Work order>
What lines of the data hold the string "ObjectStore"? Pull each one out.

────────────────────────────────────────

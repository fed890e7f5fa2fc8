use sqlx::PgPool;
use std::sync::Arc;

use crate::db::{queries::PgJobStore, JobRecordStore};
use crate::services::{
    classification::Classifier,
    completion::CompletionHandler,
    gate::BatchGate,
    keys::KeyLayout,
    launch::BatchLauncher,
    ocr::OcrLauncher,
    postprocess::PostProcessor,
    queue::NotificationQueue,
    scan::ScanDispatcher,
    storage::ObjectStore,
};

/// Pipeline settings taken from the process configuration.
#[derive(Debug, Clone)]
pub struct PipelineSettings {
    pub bucket: String,
    pub output_prefix: String,
    pub account_id: String,
}

/// Shared state passed to route handlers and the worker loop.
///
/// Collaborator clients are built once per process; no behavioral state is
/// carried between notifications.
#[derive(Clone)]
pub struct AppState {
    pub db: PgPool,
    pub store: Arc<dyn JobRecordStore>,
    pub queue: Arc<NotificationQueue>,
    pub launcher: Arc<BatchLauncher>,
    pub completion: Arc<CompletionHandler>,
    pub settings: Arc<PipelineSettings>,
}

impl AppState {
    pub fn new(
        db: PgPool,
        storage: Arc<dyn ObjectStore>,
        queue: NotificationQueue,
        ocr: Arc<dyn OcrLauncher>,
        classifier: Arc<dyn Classifier>,
        settings: PipelineSettings,
    ) -> Self {
        let store: Arc<dyn JobRecordStore> = Arc::new(PgJobStore::new(db.clone()));
        let layout = KeyLayout::new(settings.output_prefix.clone());

        let dispatcher = ScanDispatcher::new(
            store.clone(),
            classifier,
            layout.clone(),
            settings.account_id.clone(),
        );
        let gate = BatchGate::new(store.clone(), dispatcher);
        let post_processor = PostProcessor::new(storage.clone(), layout.clone());
        let completion = CompletionHandler::new(store.clone(), post_processor, gate);
        let launcher = BatchLauncher::new(storage, ocr, store.clone(), layout);

        Self {
            db,
            store,
            queue: Arc::new(queue),
            launcher: Arc::new(launcher),
            completion: Arc::new(completion),
            settings: Arc::new(settings),
        }
    }
}
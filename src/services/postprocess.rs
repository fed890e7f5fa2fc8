//! Normalizes a finished OCR job's output into its canonical artifacts.

use std::sync::Arc;
use std::time::Instant;

use super::keys::{KeyError, KeyLayout, OutputKeys};
use super::storage::{ObjectStore, StorageError};
use crate::models::textract::StructuredOutput;

/// Relocates raw OCR output and derives the plain-text artifact.
pub struct PostProcessor {
    storage: Arc<dyn ObjectStore>,
    layout: KeyLayout,
}

#[derive(Debug, thiserror::Error)]
pub enum PostProcessError {
    #[error(transparent)]
    UnsupportedFormat(#[from] KeyError),

    #[error("OCR output missing: neither {raw} nor {structured} exists")]
    MissingOutput { raw: String, structured: String },

    #[error("Storage operation on {key} failed: {source}")]
    Storage {
        key: String,
        #[source]
        source: StorageError,
    },

    #[error("Malformed structured output at {key}: {source}")]
    Parse {
        key: String,
        #[source]
        source: serde_json::Error,
    },
}

fn storage_error(key: &str) -> impl FnOnce(StorageError) -> PostProcessError + '_ {
    move |source| PostProcessError::Storage {
        key: key.to_string(),
        source,
    }
}

impl PostProcessor {
    pub fn new(storage: Arc<dyn ObjectStore>, layout: KeyLayout) -> Self {
        Self { storage, layout }
    }

    /// Produce the structured and plain-text artifacts for `job_id`.
    ///
    /// Safe to re-run after a partial failure: if the raw output was already
    /// moved to its canonical key, relocation is skipped.
    pub async fn process(
        &self,
        job_id: &str,
        bucket: &str,
        object_key: &str,
    ) -> Result<OutputKeys, PostProcessError> {
        let started = Instant::now();
        let keys = self.layout.derive(job_id, object_key)?;

        self.relocate(bucket, &keys).await?;

        let raw = self
            .storage
            .get(bucket, &keys.structured)
            .await
            .map_err(storage_error(&keys.structured))?;
        let output = StructuredOutput::from_slice(&raw).map_err(|source| PostProcessError::Parse {
            key: keys.structured.clone(),
            source,
        })?;
        let text = output.plain_text();

        self.storage
            .put(bucket, &keys.text, text.as_bytes(), "text/plain; charset=utf-8")
            .await
            .map_err(storage_error(&keys.text))?;

        metrics::histogram!("postprocessing_seconds").record(started.elapsed().as_secs_f64());
        tracing::debug!(
            job_id = %job_id,
            structured_key = %keys.structured,
            text_key = %keys.text,
            text_bytes = text.len(),
            "Post-processing complete"
        );

        Ok(keys)
    }

    async fn relocate(&self, bucket: &str, keys: &OutputKeys) -> Result<(), PostProcessError> {
        match self.storage.copy(bucket, &keys.raw, &keys.structured).await {
            Ok(()) => {}
            Err(StorageError::NotFound(_)) => {
                let relocated = self
                    .storage
                    .exists(bucket, &keys.structured)
                    .await
                    .map_err(storage_error(&keys.structured))?;
                if !relocated {
                    return Err(PostProcessError::MissingOutput {
                        raw: keys.raw.clone(),
                        structured: keys.structured.clone(),
                    });
                }
                tracing::debug!(key = %keys.structured, "Raw output already relocated");
                return Ok(());
            }
            Err(e) => return Err(storage_error(&keys.raw)(e)),
        }

        self.storage
            .delete(bucket, &keys.raw)
            .await
            .map_err(storage_error(&keys.raw))
    }
}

────────────────────────────────────────

Solution to this exercise>
    storage::ObjectStore,
        storage: Arc<dyn ObjectStore>,
use super::storage::{ObjectStore, StorageError};
    storage: Arc<dyn ObjectStore>,
    pub fn new(storage: Arc<dyn ObjectStore>, layout: KeyLayout) -> Self {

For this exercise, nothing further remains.